= WORK INSTRUCTIONS =
What is needed is a copy of each line in the listing that contains "skipped".

= RECORDS FOR PROCESSING =
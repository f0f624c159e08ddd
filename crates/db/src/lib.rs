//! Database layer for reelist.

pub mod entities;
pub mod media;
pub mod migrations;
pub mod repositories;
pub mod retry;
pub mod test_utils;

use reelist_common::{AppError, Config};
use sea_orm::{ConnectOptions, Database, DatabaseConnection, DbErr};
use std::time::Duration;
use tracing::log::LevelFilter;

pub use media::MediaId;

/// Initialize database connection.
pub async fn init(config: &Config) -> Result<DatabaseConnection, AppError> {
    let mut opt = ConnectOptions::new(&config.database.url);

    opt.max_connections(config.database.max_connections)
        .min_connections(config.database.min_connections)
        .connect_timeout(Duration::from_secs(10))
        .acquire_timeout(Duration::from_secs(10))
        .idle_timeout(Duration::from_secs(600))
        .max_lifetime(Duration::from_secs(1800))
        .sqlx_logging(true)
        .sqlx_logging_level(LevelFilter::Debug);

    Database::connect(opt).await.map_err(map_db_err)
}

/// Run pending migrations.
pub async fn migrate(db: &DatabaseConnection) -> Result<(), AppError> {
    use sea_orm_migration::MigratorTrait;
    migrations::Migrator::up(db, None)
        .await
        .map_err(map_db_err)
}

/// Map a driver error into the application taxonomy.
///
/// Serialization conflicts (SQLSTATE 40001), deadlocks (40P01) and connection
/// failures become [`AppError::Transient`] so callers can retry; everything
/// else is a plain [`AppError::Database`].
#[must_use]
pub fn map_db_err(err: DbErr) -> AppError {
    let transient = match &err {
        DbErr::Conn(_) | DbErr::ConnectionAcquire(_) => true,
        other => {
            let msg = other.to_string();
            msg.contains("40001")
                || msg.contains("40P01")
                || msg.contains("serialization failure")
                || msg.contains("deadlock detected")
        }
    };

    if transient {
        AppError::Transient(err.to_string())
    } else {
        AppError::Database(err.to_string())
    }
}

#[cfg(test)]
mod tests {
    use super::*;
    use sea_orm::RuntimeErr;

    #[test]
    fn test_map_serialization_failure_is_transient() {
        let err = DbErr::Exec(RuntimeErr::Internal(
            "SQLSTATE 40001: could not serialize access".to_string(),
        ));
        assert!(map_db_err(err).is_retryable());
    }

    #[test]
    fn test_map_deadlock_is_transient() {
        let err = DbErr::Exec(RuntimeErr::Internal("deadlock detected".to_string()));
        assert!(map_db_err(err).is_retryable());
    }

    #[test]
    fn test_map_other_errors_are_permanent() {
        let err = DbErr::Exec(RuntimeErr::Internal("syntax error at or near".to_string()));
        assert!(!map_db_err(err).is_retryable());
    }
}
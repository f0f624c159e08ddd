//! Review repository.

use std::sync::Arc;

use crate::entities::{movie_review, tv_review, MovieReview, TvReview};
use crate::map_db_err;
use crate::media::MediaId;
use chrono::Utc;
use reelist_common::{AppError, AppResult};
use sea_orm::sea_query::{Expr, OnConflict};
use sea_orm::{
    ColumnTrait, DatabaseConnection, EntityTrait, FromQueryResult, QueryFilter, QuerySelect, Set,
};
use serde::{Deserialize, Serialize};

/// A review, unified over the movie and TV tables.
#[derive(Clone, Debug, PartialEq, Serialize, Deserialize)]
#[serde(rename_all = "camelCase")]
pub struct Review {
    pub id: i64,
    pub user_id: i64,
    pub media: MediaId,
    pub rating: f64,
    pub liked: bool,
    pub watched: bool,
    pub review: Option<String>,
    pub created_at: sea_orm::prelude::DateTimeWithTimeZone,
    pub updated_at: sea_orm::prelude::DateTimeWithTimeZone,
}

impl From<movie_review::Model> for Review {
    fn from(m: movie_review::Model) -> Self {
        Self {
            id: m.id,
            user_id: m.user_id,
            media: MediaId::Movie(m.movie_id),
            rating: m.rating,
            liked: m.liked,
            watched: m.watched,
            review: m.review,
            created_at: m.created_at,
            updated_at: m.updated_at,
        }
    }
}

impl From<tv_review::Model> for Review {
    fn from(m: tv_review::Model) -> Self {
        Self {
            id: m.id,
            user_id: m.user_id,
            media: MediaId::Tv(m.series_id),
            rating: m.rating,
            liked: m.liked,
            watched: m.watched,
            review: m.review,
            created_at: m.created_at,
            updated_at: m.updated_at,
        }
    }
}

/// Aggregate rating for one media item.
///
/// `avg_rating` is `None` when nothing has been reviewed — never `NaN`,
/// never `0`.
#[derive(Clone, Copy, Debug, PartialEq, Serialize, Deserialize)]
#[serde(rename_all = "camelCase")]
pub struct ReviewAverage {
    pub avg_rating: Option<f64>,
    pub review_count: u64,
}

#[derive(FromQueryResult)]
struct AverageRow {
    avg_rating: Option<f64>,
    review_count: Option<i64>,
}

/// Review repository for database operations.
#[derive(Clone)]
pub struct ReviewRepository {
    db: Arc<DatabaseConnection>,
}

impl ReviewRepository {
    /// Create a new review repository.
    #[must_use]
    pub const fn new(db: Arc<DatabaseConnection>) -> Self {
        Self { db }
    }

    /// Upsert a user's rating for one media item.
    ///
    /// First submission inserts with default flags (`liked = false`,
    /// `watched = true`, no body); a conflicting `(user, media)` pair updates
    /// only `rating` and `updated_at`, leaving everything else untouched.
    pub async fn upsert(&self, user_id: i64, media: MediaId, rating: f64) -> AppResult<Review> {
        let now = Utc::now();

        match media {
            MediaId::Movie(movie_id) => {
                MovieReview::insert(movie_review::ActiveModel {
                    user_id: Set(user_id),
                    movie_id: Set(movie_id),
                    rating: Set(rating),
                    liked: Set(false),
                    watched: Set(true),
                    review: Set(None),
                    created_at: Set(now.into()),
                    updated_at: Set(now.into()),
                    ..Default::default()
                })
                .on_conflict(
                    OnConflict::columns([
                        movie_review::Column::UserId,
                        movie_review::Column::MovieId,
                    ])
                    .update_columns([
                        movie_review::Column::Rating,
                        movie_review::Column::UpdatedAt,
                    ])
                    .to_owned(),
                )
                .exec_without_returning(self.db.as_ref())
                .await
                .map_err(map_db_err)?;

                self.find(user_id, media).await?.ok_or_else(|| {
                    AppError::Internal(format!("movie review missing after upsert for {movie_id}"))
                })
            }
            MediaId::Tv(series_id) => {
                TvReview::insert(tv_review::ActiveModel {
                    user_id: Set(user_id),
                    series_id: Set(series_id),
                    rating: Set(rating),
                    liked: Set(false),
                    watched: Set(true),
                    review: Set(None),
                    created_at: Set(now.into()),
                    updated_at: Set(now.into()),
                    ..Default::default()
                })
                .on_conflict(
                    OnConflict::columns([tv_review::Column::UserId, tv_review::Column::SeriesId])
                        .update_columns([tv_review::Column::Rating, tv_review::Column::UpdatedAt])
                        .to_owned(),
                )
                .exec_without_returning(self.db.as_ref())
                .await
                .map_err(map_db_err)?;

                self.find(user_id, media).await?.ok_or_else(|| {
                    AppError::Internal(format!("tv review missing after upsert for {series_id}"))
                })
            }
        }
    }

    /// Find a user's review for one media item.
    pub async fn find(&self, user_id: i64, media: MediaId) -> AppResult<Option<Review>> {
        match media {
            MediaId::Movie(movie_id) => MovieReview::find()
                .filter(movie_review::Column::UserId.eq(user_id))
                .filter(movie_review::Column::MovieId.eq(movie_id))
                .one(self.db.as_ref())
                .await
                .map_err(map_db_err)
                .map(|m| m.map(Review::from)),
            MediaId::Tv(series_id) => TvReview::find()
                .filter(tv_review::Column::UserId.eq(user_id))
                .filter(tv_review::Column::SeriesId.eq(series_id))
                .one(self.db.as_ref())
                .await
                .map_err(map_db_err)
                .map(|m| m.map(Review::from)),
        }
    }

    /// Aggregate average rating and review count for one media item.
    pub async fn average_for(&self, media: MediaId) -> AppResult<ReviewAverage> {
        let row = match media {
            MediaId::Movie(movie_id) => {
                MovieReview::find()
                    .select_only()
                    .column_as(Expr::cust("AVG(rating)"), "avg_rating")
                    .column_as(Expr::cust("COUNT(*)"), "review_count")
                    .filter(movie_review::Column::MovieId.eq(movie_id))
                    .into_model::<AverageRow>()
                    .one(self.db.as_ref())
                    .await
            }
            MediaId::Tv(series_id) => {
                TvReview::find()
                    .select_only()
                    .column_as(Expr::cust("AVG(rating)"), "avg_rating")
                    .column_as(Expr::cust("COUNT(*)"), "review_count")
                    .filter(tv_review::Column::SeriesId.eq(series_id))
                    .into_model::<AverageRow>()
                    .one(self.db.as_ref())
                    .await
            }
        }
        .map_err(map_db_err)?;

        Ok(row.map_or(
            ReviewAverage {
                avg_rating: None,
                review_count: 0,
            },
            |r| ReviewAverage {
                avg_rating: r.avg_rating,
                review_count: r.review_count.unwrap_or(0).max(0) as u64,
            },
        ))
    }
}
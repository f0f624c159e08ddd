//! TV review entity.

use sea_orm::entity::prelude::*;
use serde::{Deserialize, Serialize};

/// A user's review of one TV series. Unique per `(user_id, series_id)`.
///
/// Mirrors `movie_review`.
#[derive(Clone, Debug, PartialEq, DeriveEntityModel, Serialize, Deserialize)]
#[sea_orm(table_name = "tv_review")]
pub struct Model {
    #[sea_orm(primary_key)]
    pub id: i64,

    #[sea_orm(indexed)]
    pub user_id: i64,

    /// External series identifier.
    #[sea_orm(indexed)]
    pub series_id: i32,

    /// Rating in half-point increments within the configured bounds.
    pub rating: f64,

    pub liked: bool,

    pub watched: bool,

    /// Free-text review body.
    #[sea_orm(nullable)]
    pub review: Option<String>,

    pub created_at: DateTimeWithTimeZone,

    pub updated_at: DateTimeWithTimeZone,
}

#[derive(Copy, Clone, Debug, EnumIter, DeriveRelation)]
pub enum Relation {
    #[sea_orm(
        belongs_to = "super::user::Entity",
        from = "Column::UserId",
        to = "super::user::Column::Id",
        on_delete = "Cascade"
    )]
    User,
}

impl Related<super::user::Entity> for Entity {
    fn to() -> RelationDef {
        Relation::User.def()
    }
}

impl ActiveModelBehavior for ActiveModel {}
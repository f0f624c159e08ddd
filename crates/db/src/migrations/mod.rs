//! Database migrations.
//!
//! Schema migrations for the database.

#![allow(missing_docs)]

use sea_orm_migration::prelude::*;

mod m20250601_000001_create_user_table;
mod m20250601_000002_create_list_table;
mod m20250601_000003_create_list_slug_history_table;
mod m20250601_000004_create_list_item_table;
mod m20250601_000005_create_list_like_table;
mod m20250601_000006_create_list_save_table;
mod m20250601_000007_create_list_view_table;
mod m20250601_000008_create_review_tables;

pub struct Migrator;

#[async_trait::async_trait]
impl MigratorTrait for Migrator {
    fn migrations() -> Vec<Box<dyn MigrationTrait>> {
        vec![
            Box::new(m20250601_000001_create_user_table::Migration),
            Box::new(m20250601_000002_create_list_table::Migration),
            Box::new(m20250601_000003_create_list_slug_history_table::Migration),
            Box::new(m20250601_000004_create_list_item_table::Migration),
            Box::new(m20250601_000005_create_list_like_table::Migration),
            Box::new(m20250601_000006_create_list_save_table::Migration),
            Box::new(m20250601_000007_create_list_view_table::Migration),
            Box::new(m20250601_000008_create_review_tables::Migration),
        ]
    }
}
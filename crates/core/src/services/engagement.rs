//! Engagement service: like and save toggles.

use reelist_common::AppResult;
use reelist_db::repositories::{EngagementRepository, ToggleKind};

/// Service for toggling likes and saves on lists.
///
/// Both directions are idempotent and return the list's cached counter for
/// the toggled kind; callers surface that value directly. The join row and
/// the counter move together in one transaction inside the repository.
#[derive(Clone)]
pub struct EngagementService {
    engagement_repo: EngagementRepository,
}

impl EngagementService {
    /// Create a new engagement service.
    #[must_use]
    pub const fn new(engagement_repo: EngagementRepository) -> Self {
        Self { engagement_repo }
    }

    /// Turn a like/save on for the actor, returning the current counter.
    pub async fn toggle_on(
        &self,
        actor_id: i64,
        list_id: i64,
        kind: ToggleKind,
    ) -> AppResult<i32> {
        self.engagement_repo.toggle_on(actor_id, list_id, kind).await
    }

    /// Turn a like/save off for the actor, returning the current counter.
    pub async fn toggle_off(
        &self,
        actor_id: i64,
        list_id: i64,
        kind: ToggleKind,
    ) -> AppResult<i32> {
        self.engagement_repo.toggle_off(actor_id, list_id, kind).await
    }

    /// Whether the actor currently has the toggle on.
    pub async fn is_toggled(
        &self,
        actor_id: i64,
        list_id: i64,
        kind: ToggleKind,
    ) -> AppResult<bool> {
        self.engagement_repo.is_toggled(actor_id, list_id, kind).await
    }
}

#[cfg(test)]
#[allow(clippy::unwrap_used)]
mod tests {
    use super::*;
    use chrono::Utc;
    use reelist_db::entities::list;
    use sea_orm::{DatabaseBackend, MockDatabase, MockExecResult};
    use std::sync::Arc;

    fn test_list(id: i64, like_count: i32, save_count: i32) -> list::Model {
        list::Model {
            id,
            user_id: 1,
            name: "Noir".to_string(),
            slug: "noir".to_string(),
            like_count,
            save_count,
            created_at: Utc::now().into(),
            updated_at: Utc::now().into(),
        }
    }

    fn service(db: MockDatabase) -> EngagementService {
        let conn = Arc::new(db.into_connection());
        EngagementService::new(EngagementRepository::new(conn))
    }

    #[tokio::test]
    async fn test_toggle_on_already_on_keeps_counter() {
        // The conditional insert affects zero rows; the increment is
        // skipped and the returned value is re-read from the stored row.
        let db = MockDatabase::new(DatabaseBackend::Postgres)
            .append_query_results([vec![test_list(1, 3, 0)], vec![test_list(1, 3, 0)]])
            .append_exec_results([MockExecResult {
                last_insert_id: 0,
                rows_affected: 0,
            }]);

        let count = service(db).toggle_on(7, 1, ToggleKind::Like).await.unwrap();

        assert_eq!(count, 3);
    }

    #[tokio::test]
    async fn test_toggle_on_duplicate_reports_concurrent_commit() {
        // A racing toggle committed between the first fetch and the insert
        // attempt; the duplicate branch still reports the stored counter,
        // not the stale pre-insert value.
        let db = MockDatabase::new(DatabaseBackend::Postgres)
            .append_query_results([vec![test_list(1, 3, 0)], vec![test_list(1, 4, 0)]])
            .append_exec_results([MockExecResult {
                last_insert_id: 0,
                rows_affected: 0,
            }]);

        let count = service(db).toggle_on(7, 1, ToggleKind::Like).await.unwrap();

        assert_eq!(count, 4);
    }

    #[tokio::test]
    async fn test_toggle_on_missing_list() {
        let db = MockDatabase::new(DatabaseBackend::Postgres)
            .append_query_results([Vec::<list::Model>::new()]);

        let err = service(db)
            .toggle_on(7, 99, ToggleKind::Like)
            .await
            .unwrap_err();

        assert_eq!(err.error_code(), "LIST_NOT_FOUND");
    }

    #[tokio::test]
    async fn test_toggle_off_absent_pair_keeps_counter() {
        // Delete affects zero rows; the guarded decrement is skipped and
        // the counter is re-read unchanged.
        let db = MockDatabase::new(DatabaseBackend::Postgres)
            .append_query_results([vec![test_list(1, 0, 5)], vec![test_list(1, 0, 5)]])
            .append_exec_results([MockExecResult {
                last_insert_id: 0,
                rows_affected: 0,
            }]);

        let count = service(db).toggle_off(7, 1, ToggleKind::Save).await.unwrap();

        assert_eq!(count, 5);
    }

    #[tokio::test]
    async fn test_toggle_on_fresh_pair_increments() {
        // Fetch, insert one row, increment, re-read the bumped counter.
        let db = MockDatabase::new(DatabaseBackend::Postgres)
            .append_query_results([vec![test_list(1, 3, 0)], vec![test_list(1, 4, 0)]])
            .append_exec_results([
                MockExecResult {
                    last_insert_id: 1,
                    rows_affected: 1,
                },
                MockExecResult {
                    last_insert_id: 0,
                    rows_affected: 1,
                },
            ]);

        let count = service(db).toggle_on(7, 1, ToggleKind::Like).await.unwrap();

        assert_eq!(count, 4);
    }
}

= RESPONSE =
        // skipped and the returned value is re-read from the stored row.
        // Delete affects zero rows; the guarded decrement is skipped and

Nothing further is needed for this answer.